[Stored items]
-------

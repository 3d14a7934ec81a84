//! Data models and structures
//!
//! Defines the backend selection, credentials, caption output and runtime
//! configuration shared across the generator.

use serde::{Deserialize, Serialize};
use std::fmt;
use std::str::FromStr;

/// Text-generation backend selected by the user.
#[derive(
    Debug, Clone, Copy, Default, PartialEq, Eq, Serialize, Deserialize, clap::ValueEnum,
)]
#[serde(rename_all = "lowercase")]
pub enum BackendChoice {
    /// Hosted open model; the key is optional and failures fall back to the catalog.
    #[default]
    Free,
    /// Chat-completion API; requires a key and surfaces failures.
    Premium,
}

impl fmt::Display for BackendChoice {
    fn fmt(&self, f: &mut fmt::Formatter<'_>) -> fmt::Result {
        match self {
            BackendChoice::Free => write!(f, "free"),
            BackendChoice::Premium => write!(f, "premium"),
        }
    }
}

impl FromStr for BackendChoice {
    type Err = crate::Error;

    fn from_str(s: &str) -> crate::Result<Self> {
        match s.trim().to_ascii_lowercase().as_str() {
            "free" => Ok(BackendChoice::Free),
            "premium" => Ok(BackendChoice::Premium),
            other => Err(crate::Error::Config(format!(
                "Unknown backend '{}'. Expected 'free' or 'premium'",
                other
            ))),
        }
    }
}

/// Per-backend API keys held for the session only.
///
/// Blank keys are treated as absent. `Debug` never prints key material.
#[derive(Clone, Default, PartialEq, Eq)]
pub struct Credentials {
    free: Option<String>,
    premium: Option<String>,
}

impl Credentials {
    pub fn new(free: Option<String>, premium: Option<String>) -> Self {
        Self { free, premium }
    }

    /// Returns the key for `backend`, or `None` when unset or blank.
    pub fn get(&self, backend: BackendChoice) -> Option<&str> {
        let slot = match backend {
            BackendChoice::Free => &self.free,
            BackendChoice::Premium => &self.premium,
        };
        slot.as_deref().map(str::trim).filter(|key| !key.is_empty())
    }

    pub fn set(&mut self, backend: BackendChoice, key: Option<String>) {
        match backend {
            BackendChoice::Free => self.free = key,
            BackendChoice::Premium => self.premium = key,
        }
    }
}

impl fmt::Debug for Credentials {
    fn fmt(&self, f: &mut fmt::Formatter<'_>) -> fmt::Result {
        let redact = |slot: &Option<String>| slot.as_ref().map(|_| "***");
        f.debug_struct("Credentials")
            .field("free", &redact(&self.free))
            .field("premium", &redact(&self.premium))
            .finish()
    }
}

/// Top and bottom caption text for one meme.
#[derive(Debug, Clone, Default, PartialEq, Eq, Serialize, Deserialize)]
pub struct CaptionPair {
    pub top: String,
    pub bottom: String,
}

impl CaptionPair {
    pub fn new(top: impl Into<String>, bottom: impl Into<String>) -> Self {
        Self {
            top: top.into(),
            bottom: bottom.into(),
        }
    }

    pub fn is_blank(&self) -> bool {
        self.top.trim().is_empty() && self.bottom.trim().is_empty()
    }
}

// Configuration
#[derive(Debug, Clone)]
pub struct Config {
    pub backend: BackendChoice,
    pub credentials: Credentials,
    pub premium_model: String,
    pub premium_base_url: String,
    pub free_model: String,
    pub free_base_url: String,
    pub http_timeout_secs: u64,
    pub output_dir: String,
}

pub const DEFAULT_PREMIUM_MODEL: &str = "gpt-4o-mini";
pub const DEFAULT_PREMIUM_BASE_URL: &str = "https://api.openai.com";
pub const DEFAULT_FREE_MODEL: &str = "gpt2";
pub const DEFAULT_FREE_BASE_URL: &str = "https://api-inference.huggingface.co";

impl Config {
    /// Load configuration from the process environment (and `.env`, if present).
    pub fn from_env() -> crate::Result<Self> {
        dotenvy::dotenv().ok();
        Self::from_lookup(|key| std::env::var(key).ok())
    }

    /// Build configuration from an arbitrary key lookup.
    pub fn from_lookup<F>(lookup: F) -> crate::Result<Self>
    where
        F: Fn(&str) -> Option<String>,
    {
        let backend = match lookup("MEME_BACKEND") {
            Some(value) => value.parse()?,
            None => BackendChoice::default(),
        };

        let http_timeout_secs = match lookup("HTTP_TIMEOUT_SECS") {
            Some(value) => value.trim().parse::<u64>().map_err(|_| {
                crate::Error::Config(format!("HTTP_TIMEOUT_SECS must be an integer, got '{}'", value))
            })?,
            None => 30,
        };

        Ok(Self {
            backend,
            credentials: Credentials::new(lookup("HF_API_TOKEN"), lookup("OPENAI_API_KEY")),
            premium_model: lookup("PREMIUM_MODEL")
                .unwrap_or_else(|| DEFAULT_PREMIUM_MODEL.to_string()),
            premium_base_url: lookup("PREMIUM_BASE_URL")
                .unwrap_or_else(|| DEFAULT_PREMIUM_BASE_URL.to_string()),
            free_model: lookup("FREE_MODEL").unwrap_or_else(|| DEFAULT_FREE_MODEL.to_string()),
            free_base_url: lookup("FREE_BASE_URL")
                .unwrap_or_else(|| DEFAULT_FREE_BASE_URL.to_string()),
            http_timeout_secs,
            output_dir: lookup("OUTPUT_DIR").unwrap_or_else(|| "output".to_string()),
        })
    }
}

-------

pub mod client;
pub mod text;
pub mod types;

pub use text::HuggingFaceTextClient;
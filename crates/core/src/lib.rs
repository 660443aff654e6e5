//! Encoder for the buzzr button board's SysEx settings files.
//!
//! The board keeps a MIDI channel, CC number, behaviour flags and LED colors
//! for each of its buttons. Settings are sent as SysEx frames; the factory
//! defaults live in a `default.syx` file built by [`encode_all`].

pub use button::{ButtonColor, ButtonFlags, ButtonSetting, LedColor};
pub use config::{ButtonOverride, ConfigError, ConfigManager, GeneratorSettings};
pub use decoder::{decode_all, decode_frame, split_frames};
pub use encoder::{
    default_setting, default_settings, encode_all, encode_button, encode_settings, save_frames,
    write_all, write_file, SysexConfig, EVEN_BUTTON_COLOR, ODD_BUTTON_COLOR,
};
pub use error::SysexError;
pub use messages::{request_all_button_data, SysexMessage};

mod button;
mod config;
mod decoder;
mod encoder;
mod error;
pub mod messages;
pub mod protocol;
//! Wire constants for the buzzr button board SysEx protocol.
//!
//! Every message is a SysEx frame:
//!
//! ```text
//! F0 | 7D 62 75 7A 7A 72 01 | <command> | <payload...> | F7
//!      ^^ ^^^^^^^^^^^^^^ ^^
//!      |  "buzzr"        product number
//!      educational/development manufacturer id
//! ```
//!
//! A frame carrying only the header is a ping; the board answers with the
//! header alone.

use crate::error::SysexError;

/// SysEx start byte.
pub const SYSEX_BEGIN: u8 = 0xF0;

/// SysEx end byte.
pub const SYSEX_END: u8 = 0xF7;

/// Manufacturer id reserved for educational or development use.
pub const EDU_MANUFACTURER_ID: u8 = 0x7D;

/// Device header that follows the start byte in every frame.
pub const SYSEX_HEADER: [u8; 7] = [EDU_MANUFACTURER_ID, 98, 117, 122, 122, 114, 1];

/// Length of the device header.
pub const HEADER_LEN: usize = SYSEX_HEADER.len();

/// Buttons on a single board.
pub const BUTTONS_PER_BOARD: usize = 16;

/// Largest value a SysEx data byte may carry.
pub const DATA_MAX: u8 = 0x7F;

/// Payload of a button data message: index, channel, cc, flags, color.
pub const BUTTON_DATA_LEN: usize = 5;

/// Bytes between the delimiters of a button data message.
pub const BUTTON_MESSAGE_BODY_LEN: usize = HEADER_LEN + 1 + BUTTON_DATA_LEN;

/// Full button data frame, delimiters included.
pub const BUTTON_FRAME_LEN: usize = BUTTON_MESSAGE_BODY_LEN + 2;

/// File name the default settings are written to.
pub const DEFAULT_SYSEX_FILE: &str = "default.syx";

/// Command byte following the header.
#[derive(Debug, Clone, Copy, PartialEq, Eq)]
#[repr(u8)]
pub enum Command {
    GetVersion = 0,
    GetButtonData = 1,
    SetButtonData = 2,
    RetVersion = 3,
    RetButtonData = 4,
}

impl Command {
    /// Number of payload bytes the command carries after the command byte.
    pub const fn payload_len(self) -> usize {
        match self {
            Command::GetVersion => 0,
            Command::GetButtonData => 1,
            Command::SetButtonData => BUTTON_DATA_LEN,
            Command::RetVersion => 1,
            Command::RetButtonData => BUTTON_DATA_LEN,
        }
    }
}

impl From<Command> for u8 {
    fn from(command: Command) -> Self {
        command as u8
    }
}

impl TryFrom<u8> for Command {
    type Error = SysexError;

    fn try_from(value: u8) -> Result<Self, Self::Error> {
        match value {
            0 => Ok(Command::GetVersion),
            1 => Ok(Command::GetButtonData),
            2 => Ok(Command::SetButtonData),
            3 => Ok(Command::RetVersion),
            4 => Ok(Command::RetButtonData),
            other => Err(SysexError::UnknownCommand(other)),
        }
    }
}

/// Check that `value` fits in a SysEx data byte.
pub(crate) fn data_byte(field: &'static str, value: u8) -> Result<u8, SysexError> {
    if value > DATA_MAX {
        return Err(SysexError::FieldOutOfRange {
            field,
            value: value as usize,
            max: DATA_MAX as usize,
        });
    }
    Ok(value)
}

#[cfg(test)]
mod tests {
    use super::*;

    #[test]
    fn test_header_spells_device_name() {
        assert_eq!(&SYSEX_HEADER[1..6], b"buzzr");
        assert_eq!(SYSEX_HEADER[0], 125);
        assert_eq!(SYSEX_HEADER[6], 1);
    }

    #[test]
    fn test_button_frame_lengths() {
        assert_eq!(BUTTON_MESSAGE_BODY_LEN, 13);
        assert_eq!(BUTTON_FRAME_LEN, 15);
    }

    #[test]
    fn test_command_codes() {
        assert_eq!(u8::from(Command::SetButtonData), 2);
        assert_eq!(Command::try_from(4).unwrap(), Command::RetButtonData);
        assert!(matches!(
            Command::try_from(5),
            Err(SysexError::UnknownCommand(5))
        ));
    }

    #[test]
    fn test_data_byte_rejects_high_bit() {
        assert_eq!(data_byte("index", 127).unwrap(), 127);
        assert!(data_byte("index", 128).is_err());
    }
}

-------

### YOUR TASK
Tally every line above that has the word "Result", and report the total with no other words.

### SOLUTION TO THE EXERCISE
7